Unwritten Rules of Being a Photographer

unwritten rules of being a photographer beckley

Unwritten Rules of Being a Photographer

L I F E . S T Y L E D .

We parked the car and before I could say anything, he popped the trunk from the driver’s seat. I ran out to the back of the car to catch any items that could possibly be flying out the back, and I realized I have these unspoken, unwritten rules I live by to get through my day-to-day with as few catastrophes as possible.

  1. Always open the back of the car from the back of the car.

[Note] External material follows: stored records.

//! Textual shapes of firmware debug-log lines.
//!
//! A render line looks like
//! `[Tag] RENDER: <Kind>(<args>) Position(<x>,<y>) Size(<dims>) Color(<hex>) Font(<tag>)`
//! where the source tag, the argument list and every clause after the head
//! are optional. Any text may precede the tag, such as a timestamp or
//! further tags; the tag is the bracket closest to the category marker.
//! Keywords are case-sensitive. Clauses may come in any order; the first
//! occurrence of a clause wins.

use regex::Regex;
use std::sync::OnceLock;

struct LinePatterns {
    render_head: Regex,
    clause: Regex,
    screen: Regex,
    category: Regex,
}

fn get_patterns() -> &'static LinePatterns {
    static PATTERNS: OnceLock<LinePatterns> = OnceLock::new();
    PATTERNS.get_or_init(|| LinePatterns {
        render_head: Regex::new(
            r"^(?:.*?\[(?P<tag>[^\]]*)\]\s*|\s*)RENDER:\s*(?P<kind>[A-Za-z][A-Za-z0-9_\-]*)(?:\((?P<args>[^)]*)\))?(?P<rest>.*)$",
        )
        .unwrap(),

        clause: Regex::new(r"\b(?P<name>Position|Size|Color|Font)\((?P<value>[^)]*)\)").unwrap(),

        screen: Regex::new(
            r"^(?:.*?\[[^\]]*\]\s*|\s*)RENDER:\s*Screen\((?P<dims>[^)]*)\)\s+Center\((?P<center>[^)]*)\)",
        )
        .unwrap(),

        category: Regex::new(
            r"^(?:.*?\[[^\]]*\]\s*|\s*)(?P<category>[A-Z][A-Z_]*):(?:\s|$)",
        )
        .unwrap(),
    })
}

/// Raw captures of a `RENDER:` element line. Values are untrimmed slices of
/// the source text; nothing has been parsed yet.
#[derive(Debug, Clone, Default, PartialEq, Eq)]
pub struct RenderCaptures<'l> {
    pub source_tag: Option<&'l str>,
    pub kind: &'l str,
    pub args: Option<&'l str>,
    pub position: Option<&'l str>,
    pub size: Option<&'l str>,
    pub color: Option<&'l str>,
    pub font: Option<&'l str>,
}

impl RenderCaptures<'_> {
    /// A `Size(...)` clause without an `x` separator carries a single scalar.
    pub fn has_scalar_size(&self) -> bool {
        self.size.is_some_and(|s| !s.contains('x'))
    }

    pub fn has_pair_size(&self) -> bool {
        self.size.is_some_and(|s| s.contains('x'))
    }
}

/// Raw captures of the `RENDER: Screen(<w>x<h>) Center(<x>,<y>)` descriptor.
#[derive(Debug, Clone, Copy, PartialEq, Eq)]
pub struct ScreenCaptures<'l> {
    pub dims: &'l str,
    pub center: &'l str,
}

pub fn parse_render_line(text: &str) -> Option<RenderCaptures<'_>> {
    let patterns = get_patterns();
    let head = patterns.render_head.captures(text)?;

    let mut caps = RenderCaptures {
        source_tag: head.name("tag").map(|m| m.as_str()),
        kind: head.name("kind")?.as_str(),
        args: head.name("args").map(|m| m.as_str()),
        ..Default::default()
    };

    let rest = head.name("rest").map(|m| m.as_str()).unwrap_or("");
    for clause in patterns.clause.captures_iter(rest) {
        let (Some(name), Some(value)) = (clause.name("name"), clause.name("value")) else {
            continue;
        };
        let slot = match name.as_str() {
            "Position" => &mut caps.position,
            "Size" => &mut caps.size,
            "Color" => &mut caps.color,
            "Font" => &mut caps.font,
            _ => continue,
        };
        if slot.is_none() {
            *slot = Some(value.as_str());
        }
    }

    Some(caps)
}

pub fn parse_screen_line(text: &str) -> Option<ScreenCaptures<'_>> {
    let caps = get_patterns().screen.captures(text)?;
    Some(ScreenCaptures {
        dims: caps.name("dims")?.as_str(),
        center: caps.name("center")?.as_str(),
    })
}

/// Severity/category marker of a log line (`RENDER`, `STATE`, `DEBUG`, ...).
pub fn line_category(text: &str) -> Option<&str> {
    get_patterns()
        .category
        .captures(text)
        .and_then(|c| c.name("category"))
        .map(|m| m.as_str())
}
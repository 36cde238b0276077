//! Common types for the MoSS workspace.
//!
//! This crate provides the attributed graph model, the search configuration
//! and the fixture molecules used across the workspace's tests.

mod config;
mod error;
pub mod graph;
mod test_cases;

pub use crate::config::*;
pub use crate::error::*;
pub use crate::graph::*;
pub use crate::test_cases::*;
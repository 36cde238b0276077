//! Embeddings and their growth by one edge.

use std::collections::HashSet;

use moss_common::{EdgeId, EdgeType, Graph, NodeId, NodeType};
use tracing::trace;

/// One occurrence of a pattern inside a host graph.
///
/// `nodes[i]` is the image of pattern node `i` and `edges[j]` the image of
/// pattern edge `j`. A chain node maps to the first host node of its run.
#[derive(Clone, Debug, PartialEq, Eq, Hash)]
pub struct Embedding {
    nodes: Vec<NodeId>,
    edges: Vec<EdgeId>,
    /// Stands for both orientations of a bond between equal node types.
    mirrored: bool,
}

impl Embedding {
    /// Builds an embedding from node and edge images.
    #[contracts::debug_requires(!nodes.is_empty())]
    pub fn new(nodes: Vec<NodeId>, edges: Vec<EdgeId>) -> Self {
        Self {
            nodes,
            edges,
            mirrored: false,
        }
    }

    /// A single-bond embedding whose swapped image was not enumerated.
    #[contracts::debug_requires(nodes.len() == 2 && edges.len() == 1)]
    pub(crate) fn mirrored(nodes: Vec<NodeId>, edges: Vec<EdgeId>) -> Self {
        Self {
            nodes,
            edges,
            mirrored: true,
        }
    }

    /// Does this embedding also stand for its swapped image?
    #[must_use]
    pub const fn is_mirrored(&self) -> bool {
        self.mirrored
    }

    /// Node images, indexed by pattern node.
    pub fn nodes(&self) -> &[NodeId] {
        &self.nodes
    }

    /// Edge images, indexed by pattern edge.
    pub fn edges(&self) -> &[EdgeId] {
        &self.edges
    }

    /// Image of pattern node `index`.
    pub fn node(&self, index: usize) -> NodeId {
        self.nodes[index]
    }

    /// Image of pattern edge `index`.
    pub fn edge(&self, index: usize) -> EdgeId {
        self.edges[index]
    }

    /// Number of mapped nodes.
    #[must_use]
    pub const fn len(&self) -> usize {
        self.nodes.len()
    }

    /// Never true for an embedding built by the matcher.
    #[must_use]
    pub const fn is_empty(&self) -> bool {
        self.nodes.is_empty()
    }

    /// Is `node` the image of some pattern node?
    pub fn contains_node(&self, node: NodeId) -> bool {
        self.nodes.contains(&node)
    }

    /// Is `edge` the image of some pattern edge?
    pub fn contains_edge(&self, edge: EdgeId) -> bool {
        self.edges.contains(&edge)
    }

    /// Sorted host node ids; equal for embeddings covering the same atoms.
    pub fn signature(&self) -> Vec<usize> {
        let mut sig: Vec<usize> = self.nodes.iter().map(|n| n.as_usize()).collect();
        sig.sort_unstable();
        sig
    }

    /// Re-embeds the pattern grown by one edge.
    ///
    /// The new pattern edge starts at pattern node `src` and has type
    /// `edge_ty`. With `dst = Some(j)` it closes a ring to pattern node `j`;
    /// with `None` it leads to a new node of type `node_ty`, which becomes
    /// the last node of every returned embedding.
    ///
    /// A mirrored bond is grown from both of its orientations.
    pub fn extend(
        &self,
        host: &Graph,
        src: usize,
        dst: Option<usize>,
        edge_ty: EdgeType,
        node_ty: NodeType,
    ) -> EmbeddingSet {
        let mut out = self.grow(&self.nodes, host, src, dst, edge_ty, node_ty);
        if self.mirrored {
            let swapped = [self.nodes[1], self.nodes[0]];
            out.items.extend(self.grow(&swapped, host, src, dst, edge_ty, node_ty));
        }
        out
    }

    fn grow(
        &self,
        images: &[NodeId],
        host: &Graph,
        src: usize,
        dst: Option<usize>,
        edge_ty: EdgeType,
        node_ty: NodeType,
    ) -> EmbeddingSet {
        let from = images[src];
        let mut out = EmbeddingSet::new();
        for &e in host.incident(from) {
            if self.contains_edge(e) || !edge_ty.matches(host.edge_type(e)) {
                continue;
            }
            let to = host.opposite(e, from);
            let mut nodes = images.to_vec();
            match dst {
                Some(j) if images[j] == to => {}
                Some(_) => continue,
                None => {
                    if self.contains_node(to) || !node_ty.matches(host.node_type(to)) {
                        continue;
                    }
                    nodes.push(to);
                }
            }
            let mut edges = self.edges.clone();
            edges.push(e);
            out.push(Self::new(nodes, edges));
        }
        trace!("extend from {from}: {} embeddings", out.len());
        out
    }
}

/// The embeddings found by one enumeration, in discovery order.
#[derive(Clone, Debug, Default, PartialEq, Eq)]
pub struct EmbeddingSet {
    /// The embeddings themselves.
    pub items: Vec<Embedding>,
}

impl EmbeddingSet {
    /// An empty set.
    #[must_use]
    pub const fn new() -> Self {
        Self { items: Vec::new() }
    }

    /// Appends one embedding.
    pub fn push(&mut self, embedding: Embedding) {
        self.items.push(embedding);
    }

    /// Returns the count of found embeddings.
    #[must_use]
    pub const fn len(&self) -> usize {
        self.items.len()
    }

    /// Returns true if nothing was found.
    #[must_use]
    pub const fn is_empty(&self) -> bool {
        self.items.is_empty()
    }

    /// Iterates in discovery order.
    pub fn iter(&self) -> std::slice::Iter<'_, Embedding> {
        self.items.iter()
    }

    /// Extends every embedding by one edge; see [`Embedding::extend`].
    pub fn extend(
        &self,
        host: &Graph,
        src: usize,
        dst: Option<usize>,
        edge_ty: EdgeType,
        node_ty: NodeType,
    ) -> Self {
        Self {
            items: self
                .items
                .iter()
                .flat_map(|emb| emb.extend(host, src, dst, edge_ty, node_ty).items)
                .collect(),
        }
    }

    /// Keeps the first embedding per host node set.
    pub fn dedupe(&mut self) {
        let mut seen: HashSet<Vec<usize>> = HashSet::new();
        self.items.retain(|emb| seen.insert(emb.signature()));
    }
}

impl IntoIterator for EmbeddingSet {
    type Item = Embedding;
    type IntoIter = std::vec::IntoIter<Embedding>;

    fn into_iter(self) -> Self::IntoIter {
        self.items.into_iter()
    }
}

impl<'a> IntoIterator for &'a EmbeddingSet {
    type Item = &'a Embedding;
    type IntoIter = std::slice::Iter<'a, Embedding>;

    fn into_iter(self) -> Self::IntoIter {
        self.items.iter()
    }
}

impl FromIterator<Embedding> for EmbeddingSet {
    fn from_iter<T: IntoIterator<Item = Embedding>>(iter: T) -> Self {
        Self {
            items: iter.into_iter().collect(),
        }
    }
}

#[cfg(test)]
mod tests {
    use super::*;
    use moss_common::{bonds, elements, ethanol};

    fn ids(nodes: &[u32]) -> Vec<NodeId> {
        nodes.iter().copied().map(NodeId::new).collect()
    }

    #[test]
    fn extend_adds_a_new_node() {
        let host = ethanol();
        // C-C mapped onto host atoms 0 and 1 through edge 0
        let emb = Embedding::new(ids(&[0, 1]), vec![EdgeId::new(0)]);
        let grown = emb.extend(&host, 1, None, bonds::SINGLE, elements::O);
        assert_eq!(grown.len(), 1);
        assert_eq!(grown.items[0].nodes(), ids(&[0, 1, 2]).as_slice());
        assert_eq!(grown.items[0].edges(), &[EdgeId::new(0), EdgeId::new(1)]);
        assert!(emb.extend(&host, 1, None, bonds::DOUBLE, elements::O).is_empty());
    }

    #[test]
    fn extend_closes_rings_only_onto_the_requested_node() {
        let mut host = Graph::new();
        for _ in 0..3 {
            host.add_node(elements::C);
        }
        for (a, b) in [(0, 1), (1, 2), (2, 0)] {
            host.add_edge(NodeId::new(a), NodeId::new(b), bonds::SINGLE).unwrap();
        }
        let emb = Embedding::new(ids(&[0, 1, 2]), vec![EdgeId::new(0), EdgeId::new(1)]);
        let closed = emb.extend(&host, 2, Some(0), bonds::SINGLE, NodeType::ANY);
        assert_eq!(closed.len(), 1);
        assert_eq!(closed.items[0].edge(2), EdgeId::new(2));
        assert!(emb.extend(&host, 2, Some(1), bonds::SINGLE, NodeType::ANY).is_empty());
    }

    #[test]
    fn mirrored_bond_grows_from_both_orientations() {
        // C0-C1 with an oxygen on C0
        let host = Graph::from_parts(
            &[elements::C, elements::C, elements::O],
            &[(0, 1, bonds::SINGLE), (0, 2, bonds::SINGLE)],
        )
        .unwrap();
        let plain = Embedding::new(ids(&[0, 1]), vec![EdgeId::new(0)]);
        let mirrored = Embedding::mirrored(ids(&[0, 1]), vec![EdgeId::new(0)]);
        assert!(mirrored.is_mirrored() && !plain.is_mirrored());

        assert!(plain.extend(&host, 1, None, bonds::SINGLE, elements::O).is_empty());
        let grown = mirrored.extend(&host, 1, None, bonds::SINGLE, elements::O);
        assert_eq!(grown.len(), 1);
        assert_eq!(grown.items[0].nodes(), ids(&[1, 0, 2]).as_slice());
        assert!(!grown.items[0].is_mirrored());

        let grown = mirrored.extend(&host, 0, None, bonds::SINGLE, elements::O);
        assert_eq!(grown.len(), 1);
        assert_eq!(grown.items[0].nodes(), ids(&[0, 1, 2]).as_slice());
    }

    #[test]
    fn dedupe_keeps_one_embedding_per_node_set() {
        let mut set: EmbeddingSet = [
            Embedding::new(ids(&[0, 1]), vec![EdgeId::new(0)]),
            Embedding::new(ids(&[1, 0]), vec![EdgeId::new(0)]),
            Embedding::new(ids(&[1, 2]), vec![EdgeId::new(1)]),
        ]
        .into_iter()
        .collect();
        set.dedupe();
        assert_eq!(set.len(), 2);
        assert_eq!(set.items[1].signature(), vec![1, 2]);
    }
}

    (Avoiding using the world “trunk” because it’s referring to the back of an SUV where things can fall out.) Recently I pulled up to a shoot at a hotel and wanted to move quickly for the valet, so I popped open the back of the car from the driver’s seat, and as I walked around to the back of the car, I saw the lens I had just rented fly out and crash on the ground. In case things shift while you’re drive, always open the back of the car while you’re there so you can catch anything that might want to jump out. This brings us to the second point.

  2. Always use a UV filter. 

    A UV filter protects lenses from the sun’s harmful rays, but it also acts as another layer of protection from dust, scratches, and flying out the back of cars. I opened the lens case to find the UV filter completely shattered, but the lens was just fine. This is the second time that’s happened to me, and while the sinking feeling takes a while to wear off, it’s a great feeling knowing you just sidestepped shelling out a couple thousand dollars to replace a lens you had up and working just moments before. 

  3. Never keep open beverages next to equipment.

    Laws of entropy say that loose-capped water bottle will eventually spill all over everything you love. The other day a friend was over and, of course I leave these rules unspoken, so I saw the glass on the coffee table next to both of our computers and said nothing. Two minutes later the glass spills and narrowly misses my external hard drive, and thus prompting this post.

  4. Double check the memory card before erasing everything.

    As soon as I know a memory card is ready to be formatted (everything wiped off) and used anew, I put it in the memory card case right side up, indicating that when I put it in my camera I can format it. It’s already been checked over and put back right side up, but before I format it, I go through one more time scanning each photo making sure there’s nothing I need in there. I only do it once and once it’s confirmed I format it. When you’re going through thirteen memory cards looking for a set of photos, it’s a good feeling knowing there’s no way you could have accidentally deleted them. They’re there somewhere. Happy hunting. 

  5. Eject before disconnecting.

    I don’t know why, but just do what it says. Before you unplug your hard drive or pull out the memory card, press that eject button and wait. We don’t understand how it’s 2019 and we can’t just pull it out, and it’s never caused any problems when we get impatient or it accidentally falls out (hello wobbly USB cords), but we all honor the rule as best we can, just in case. 

  6. Never hand over your camera unless the strap is around someone’s neck.

    Now I just don’t hand over my camera at all because I don’t use a strap anymore, but two or three years ago, no matter who asked me, the strap went around the neck if he or she were deemed fit to take a photo in the first place. It always came with the disclosure, “I do this to everyone, it’s not that I don’t trust you, it’s that I don’t trust anyone to hold my livelihood without some insurance.”

  7. Carry on as often as possible.

    I’ve actually never checked my camera bag, and I hope I never have to. 

  8. Keep RAW files as long as possible.

    This is why external hard drives are invaluable. There will be many occasions where a client comes back asking for some random photo from months or even years ago, and though you may night be contractually obligated to deliver once a project is complete, how nice is it to know you might be able to make his or her wish come true? 

  9. Write Contracts for every little thing.

    As much as this rule wishes to stay unwritten and unspoken, photographers ultimately learn the value of putting everything in writing and under contract. Starting out, it seems unnecessary, or even cold, but the more situations you run into that would have benefited from some clarity, it makes it easier to offer contracts as a way to give all parties realistic expectations. 

  10. Help other photographers who ask the right questions.

    I kept this specific to photographers and not business owners in general, because there is a certain camaraderie among people of this trade. As artists we compulsively undervalue our work; as business owners we are entrepreneurial; as creators our work is sought after; and as humans we compare ourselves constantly. 

    We can all relate to each others’ stories and problems, and when someone reaches out with a genuine, specific question, we can’t help but answer. We don’t mentor for free, and we don’t hand over client lists. We don’t give up every answer we learned the hard way, but we understand, and we help each other grow and become better. 

    Photographers are one of the most varied group of people because even the medium “photography” refers to dozens of different skillsets, tools, techniques, and end products. But we’re typically pretty good at seeing the similarities in what is shared and are usually happy to speak to that to help a fellow photographer.